What you are asked to do: Word for word, return the lines from the start of the entries below through the line that has "const DATE_FORMATS: &[&str]".
╭─ Data
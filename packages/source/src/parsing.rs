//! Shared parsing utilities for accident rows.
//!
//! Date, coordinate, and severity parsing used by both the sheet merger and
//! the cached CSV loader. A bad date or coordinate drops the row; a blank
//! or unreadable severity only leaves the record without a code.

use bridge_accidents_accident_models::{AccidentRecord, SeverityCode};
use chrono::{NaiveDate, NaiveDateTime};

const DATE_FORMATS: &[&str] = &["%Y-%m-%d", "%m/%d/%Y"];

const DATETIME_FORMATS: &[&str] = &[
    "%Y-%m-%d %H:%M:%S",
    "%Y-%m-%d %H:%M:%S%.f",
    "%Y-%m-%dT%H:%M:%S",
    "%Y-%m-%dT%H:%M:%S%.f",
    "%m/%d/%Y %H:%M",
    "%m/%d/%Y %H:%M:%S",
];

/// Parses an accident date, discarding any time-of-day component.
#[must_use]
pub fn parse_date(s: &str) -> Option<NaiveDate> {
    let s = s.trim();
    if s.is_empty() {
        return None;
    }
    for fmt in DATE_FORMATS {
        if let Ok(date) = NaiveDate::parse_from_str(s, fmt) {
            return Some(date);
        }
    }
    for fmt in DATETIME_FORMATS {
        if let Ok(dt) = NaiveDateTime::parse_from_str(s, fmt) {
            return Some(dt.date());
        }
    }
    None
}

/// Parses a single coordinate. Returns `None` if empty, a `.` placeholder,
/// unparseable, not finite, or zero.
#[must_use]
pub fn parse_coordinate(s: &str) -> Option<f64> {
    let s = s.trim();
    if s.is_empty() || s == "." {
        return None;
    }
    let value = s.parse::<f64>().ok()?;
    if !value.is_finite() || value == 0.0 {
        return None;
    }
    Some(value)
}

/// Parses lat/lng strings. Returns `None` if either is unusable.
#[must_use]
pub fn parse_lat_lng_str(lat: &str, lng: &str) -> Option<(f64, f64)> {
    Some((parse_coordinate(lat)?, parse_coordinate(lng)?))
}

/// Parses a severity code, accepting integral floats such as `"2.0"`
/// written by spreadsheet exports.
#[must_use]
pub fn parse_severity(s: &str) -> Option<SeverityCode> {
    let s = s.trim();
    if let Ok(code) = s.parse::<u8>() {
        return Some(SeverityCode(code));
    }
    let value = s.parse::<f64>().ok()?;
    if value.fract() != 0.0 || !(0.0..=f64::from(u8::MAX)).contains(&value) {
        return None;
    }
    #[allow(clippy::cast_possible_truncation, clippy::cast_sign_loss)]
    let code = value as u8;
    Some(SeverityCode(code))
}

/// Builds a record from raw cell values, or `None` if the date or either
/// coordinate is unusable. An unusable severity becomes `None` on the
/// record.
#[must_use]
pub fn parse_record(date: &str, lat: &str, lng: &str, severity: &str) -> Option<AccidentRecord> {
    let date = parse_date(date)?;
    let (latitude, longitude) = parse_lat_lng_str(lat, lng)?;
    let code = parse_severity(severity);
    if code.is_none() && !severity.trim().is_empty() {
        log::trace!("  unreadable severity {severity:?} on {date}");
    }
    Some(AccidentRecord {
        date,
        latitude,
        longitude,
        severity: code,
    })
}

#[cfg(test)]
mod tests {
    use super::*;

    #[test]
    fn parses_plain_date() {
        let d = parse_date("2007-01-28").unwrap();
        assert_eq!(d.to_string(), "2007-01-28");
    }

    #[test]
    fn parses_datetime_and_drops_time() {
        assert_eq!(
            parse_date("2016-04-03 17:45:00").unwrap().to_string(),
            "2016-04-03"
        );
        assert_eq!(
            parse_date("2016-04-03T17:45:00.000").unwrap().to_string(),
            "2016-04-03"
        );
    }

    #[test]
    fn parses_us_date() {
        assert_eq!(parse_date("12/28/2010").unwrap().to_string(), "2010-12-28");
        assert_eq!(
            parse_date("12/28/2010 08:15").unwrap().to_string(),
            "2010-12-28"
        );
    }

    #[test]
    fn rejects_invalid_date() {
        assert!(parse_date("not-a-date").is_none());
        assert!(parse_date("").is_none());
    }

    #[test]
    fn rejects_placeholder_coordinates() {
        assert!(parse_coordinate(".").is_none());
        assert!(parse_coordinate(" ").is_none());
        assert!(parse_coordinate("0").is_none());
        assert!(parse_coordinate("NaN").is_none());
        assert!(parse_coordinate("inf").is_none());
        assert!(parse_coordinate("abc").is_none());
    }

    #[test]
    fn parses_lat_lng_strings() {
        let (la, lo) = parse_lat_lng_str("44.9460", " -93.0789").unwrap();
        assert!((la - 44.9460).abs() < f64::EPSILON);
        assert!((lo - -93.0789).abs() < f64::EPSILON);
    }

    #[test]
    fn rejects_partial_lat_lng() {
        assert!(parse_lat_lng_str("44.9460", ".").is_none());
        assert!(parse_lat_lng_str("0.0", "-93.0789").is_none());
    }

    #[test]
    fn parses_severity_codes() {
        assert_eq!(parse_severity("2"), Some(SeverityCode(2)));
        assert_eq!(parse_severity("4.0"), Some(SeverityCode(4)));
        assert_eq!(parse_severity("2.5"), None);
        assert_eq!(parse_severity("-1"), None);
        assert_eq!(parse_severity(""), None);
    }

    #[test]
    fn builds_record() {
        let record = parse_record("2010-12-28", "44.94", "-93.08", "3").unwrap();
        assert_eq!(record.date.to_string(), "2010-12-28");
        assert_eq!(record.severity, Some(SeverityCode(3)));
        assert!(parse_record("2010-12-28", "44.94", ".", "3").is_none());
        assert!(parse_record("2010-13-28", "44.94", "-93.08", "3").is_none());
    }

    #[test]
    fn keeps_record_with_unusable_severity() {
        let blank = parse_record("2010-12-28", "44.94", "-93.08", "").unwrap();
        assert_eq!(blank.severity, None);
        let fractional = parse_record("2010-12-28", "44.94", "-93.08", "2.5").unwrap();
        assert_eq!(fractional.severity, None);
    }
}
╰─
Result:
filename packages/source/src/parsing.rs
//! Shared parsing utilities for accident rows.
//!
//! Date, coordinate, and severity parsing used by both the sheet merger and
//! the cached CSV loader. A bad date or coordinate drops the row; a blank
//! or unreadable severity only leaves the record without a code.

use bridge_accidents_accident_models::{AccidentRecord, SeverityCode};
use chrono::{NaiveDate, NaiveDateTime};

const DATE_FORMATS: &[&str] = &["%Y-%m-%d", "%m/%d/%Y"];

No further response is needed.